ACTION ITEM: Locate the word "factor" in the data below, then copy every line that holds it.

Saved data entries:

========

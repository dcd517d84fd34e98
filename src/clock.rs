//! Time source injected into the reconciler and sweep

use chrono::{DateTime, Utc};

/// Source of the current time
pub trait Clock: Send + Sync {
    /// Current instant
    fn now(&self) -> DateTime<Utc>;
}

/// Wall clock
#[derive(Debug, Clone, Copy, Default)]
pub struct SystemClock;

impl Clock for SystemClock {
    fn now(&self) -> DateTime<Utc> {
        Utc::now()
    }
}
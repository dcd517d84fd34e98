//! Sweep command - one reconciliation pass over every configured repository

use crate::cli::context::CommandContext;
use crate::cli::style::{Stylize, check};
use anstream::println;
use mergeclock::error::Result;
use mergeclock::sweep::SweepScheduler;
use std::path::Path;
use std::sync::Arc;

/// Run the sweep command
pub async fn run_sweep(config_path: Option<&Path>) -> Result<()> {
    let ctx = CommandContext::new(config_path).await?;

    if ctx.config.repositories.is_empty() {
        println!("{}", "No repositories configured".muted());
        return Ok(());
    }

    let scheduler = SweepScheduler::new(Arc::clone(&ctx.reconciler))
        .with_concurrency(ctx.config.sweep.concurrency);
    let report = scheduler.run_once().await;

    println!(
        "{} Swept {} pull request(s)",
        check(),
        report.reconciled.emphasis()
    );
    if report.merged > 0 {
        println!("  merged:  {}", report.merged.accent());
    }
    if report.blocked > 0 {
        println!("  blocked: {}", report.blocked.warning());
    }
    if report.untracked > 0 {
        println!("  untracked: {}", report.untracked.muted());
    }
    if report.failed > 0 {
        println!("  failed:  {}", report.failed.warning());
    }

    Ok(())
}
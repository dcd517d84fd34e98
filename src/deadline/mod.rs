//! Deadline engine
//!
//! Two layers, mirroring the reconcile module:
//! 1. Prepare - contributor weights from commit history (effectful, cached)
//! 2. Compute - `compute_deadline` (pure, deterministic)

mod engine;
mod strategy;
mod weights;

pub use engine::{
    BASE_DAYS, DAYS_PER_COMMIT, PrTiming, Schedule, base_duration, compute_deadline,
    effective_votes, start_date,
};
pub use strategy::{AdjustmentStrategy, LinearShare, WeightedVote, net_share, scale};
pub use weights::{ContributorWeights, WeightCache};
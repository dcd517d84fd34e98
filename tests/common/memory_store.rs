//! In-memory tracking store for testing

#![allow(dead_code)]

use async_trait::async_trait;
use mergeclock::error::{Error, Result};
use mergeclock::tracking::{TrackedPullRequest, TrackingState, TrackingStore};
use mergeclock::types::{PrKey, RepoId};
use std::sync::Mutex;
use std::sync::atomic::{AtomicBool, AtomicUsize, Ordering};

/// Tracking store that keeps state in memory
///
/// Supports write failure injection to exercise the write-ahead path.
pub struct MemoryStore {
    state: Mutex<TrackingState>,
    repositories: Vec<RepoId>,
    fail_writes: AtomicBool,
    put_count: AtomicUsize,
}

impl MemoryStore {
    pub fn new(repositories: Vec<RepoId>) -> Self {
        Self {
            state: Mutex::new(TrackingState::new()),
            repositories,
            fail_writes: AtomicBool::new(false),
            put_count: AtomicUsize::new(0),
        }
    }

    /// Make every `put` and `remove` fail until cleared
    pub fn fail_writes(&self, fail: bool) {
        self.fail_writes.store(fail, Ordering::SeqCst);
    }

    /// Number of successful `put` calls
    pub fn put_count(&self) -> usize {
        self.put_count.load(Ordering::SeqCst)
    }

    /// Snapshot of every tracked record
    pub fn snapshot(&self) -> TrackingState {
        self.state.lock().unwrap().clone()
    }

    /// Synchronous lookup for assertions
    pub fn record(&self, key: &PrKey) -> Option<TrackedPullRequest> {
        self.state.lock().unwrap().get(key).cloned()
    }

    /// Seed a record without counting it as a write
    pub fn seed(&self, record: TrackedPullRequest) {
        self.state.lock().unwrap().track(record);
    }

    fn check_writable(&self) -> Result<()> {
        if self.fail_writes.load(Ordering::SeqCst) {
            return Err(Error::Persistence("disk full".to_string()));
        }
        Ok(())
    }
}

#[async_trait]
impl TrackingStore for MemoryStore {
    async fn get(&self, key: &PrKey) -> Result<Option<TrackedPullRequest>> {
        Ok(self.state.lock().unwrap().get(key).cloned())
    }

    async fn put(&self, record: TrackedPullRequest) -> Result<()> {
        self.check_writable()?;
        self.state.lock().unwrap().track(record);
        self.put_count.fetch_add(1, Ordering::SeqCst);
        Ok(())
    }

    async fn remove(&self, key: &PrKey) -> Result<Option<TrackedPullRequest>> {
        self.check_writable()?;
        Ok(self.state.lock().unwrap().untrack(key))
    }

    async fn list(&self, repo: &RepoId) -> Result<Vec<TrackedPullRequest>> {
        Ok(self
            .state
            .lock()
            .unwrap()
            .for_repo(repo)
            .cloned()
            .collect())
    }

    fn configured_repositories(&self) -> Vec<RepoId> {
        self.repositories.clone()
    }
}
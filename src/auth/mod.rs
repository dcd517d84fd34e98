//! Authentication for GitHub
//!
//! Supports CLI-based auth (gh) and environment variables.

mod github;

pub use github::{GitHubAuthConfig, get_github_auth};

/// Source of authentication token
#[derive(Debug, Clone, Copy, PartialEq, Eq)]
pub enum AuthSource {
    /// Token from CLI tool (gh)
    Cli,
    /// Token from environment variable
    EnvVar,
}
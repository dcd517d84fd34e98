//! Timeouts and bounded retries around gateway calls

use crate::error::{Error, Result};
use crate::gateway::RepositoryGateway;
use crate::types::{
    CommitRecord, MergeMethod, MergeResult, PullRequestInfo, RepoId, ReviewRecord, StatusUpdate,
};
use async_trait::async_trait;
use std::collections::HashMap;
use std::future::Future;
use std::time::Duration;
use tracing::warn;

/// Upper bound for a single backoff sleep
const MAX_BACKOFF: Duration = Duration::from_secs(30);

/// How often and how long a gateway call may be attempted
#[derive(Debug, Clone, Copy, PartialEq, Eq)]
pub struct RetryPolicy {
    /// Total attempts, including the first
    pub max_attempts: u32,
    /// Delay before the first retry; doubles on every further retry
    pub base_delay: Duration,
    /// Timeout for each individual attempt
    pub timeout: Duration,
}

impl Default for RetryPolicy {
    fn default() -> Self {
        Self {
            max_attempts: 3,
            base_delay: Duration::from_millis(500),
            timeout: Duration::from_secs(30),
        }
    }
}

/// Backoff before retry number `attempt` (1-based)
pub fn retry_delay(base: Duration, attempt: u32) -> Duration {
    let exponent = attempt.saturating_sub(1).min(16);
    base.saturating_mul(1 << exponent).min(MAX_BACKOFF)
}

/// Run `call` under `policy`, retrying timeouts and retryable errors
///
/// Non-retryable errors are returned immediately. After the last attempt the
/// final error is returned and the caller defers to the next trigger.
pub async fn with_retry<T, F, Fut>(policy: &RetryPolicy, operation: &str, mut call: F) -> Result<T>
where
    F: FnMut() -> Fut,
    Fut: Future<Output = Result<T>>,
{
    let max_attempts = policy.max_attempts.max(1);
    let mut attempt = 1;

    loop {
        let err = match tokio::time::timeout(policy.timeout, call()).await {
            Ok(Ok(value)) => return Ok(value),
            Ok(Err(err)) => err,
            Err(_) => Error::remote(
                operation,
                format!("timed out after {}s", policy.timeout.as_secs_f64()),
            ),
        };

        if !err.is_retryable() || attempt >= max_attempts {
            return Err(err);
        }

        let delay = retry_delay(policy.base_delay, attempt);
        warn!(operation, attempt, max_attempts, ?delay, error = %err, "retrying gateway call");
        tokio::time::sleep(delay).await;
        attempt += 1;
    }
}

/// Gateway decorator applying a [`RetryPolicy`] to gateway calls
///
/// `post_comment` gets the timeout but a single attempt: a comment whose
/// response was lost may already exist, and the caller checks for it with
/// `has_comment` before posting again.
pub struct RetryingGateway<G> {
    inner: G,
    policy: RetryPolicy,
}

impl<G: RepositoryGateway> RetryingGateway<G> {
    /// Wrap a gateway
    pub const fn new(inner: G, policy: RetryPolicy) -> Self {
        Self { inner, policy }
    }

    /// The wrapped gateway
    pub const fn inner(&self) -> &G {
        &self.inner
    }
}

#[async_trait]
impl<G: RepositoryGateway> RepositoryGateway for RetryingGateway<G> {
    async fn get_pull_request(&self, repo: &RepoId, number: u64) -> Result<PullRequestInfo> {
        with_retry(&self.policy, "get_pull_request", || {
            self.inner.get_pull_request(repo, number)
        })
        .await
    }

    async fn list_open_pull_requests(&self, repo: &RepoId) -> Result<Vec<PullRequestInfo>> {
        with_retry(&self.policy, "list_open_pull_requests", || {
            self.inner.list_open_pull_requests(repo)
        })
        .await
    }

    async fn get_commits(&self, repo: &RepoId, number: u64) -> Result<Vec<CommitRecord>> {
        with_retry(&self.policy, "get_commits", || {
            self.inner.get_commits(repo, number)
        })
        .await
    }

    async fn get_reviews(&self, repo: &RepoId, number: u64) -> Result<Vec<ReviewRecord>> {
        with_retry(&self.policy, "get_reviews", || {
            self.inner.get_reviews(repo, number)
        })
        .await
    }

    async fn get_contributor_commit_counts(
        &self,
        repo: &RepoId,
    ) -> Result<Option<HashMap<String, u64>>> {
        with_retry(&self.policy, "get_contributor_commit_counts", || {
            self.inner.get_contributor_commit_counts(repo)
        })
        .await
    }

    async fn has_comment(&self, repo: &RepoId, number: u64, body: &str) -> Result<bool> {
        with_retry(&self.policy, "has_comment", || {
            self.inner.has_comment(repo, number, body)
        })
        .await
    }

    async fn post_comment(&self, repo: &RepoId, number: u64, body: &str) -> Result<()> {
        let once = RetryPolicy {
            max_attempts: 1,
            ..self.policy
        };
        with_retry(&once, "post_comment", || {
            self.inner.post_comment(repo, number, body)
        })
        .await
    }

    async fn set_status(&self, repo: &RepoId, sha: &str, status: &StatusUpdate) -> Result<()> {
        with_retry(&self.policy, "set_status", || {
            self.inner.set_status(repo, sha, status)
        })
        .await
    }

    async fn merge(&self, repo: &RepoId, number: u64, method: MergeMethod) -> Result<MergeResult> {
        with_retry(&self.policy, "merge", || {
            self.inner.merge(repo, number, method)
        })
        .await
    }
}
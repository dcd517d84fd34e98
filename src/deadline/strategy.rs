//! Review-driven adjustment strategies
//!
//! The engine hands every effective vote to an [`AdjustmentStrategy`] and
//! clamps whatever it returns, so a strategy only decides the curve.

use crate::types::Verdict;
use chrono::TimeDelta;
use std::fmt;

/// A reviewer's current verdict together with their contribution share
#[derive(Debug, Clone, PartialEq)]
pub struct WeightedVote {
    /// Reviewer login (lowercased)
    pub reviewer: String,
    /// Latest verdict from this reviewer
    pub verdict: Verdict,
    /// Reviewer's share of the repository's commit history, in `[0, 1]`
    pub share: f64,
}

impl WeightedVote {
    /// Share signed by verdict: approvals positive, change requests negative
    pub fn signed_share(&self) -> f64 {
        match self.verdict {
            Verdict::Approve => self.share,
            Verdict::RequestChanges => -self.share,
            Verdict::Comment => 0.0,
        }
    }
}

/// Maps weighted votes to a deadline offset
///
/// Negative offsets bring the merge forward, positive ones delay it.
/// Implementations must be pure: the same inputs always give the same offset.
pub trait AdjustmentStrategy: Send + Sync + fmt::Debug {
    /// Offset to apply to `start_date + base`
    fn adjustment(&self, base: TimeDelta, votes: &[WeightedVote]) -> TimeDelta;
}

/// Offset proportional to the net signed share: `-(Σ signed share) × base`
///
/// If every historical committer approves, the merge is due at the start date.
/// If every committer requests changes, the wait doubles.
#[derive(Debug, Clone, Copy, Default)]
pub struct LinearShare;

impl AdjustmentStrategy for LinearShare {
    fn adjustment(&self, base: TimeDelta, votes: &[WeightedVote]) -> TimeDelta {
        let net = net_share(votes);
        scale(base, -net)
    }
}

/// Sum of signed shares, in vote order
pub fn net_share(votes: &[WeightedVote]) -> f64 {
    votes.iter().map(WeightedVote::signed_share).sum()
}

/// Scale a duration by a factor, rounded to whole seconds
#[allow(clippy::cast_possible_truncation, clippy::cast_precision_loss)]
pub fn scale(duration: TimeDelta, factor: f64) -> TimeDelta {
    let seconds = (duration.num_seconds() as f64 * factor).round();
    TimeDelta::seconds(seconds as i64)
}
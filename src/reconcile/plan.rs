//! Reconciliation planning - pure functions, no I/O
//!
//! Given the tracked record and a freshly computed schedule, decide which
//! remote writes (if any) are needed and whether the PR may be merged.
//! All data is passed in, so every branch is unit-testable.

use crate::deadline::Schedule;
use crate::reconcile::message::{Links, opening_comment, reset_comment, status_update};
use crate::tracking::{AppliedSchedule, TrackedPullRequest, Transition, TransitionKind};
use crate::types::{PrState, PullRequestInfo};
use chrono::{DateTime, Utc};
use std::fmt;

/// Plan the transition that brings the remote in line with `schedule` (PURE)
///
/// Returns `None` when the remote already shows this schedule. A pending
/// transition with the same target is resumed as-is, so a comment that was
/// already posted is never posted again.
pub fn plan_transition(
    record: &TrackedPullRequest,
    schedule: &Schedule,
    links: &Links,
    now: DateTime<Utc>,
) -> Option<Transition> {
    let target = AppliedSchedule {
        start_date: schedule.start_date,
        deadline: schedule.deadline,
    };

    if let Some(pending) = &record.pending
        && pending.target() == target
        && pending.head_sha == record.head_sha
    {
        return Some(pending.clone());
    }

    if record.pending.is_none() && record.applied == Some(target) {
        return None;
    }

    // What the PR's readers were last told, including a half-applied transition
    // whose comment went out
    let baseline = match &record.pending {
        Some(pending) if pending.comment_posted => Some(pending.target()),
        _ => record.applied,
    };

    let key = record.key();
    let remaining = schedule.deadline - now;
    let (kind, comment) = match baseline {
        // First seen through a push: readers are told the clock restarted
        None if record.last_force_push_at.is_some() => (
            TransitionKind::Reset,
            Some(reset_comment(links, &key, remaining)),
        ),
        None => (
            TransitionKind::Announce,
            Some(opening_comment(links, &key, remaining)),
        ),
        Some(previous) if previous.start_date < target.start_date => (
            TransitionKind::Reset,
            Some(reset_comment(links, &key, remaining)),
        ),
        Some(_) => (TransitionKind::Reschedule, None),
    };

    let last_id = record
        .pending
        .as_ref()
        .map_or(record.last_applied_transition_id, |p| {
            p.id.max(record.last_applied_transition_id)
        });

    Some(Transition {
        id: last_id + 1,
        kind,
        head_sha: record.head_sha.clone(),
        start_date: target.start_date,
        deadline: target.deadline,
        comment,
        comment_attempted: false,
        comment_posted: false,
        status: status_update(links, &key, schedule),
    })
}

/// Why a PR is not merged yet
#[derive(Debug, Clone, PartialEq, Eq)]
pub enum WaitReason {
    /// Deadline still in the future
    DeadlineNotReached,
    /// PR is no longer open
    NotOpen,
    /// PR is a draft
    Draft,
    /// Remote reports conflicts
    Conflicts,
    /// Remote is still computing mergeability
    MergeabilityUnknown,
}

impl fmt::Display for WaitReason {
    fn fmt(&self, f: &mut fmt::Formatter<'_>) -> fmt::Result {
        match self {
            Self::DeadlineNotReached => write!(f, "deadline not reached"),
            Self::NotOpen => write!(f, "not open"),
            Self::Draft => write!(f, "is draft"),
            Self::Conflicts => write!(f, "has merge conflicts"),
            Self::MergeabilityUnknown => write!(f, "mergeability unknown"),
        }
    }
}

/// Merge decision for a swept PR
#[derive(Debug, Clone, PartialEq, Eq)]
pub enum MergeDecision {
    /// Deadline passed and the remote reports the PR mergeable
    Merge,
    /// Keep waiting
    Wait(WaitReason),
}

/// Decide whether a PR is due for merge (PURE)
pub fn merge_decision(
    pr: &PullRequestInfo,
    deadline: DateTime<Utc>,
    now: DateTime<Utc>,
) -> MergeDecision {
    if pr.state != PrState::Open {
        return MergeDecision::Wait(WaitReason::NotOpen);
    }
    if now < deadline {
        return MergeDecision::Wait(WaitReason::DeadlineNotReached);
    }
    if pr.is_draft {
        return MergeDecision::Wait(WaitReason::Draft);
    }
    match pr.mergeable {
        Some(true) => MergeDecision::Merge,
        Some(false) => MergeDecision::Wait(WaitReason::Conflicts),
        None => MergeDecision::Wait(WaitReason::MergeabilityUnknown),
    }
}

========

ANSWER BELOW:
/// Scale a duration by a factor, rounded to whole seconds
pub fn scale(duration: TimeDelta, factor: f64) -> TimeDelta {
    let seconds = (duration.num_seconds() as f64 * factor).round();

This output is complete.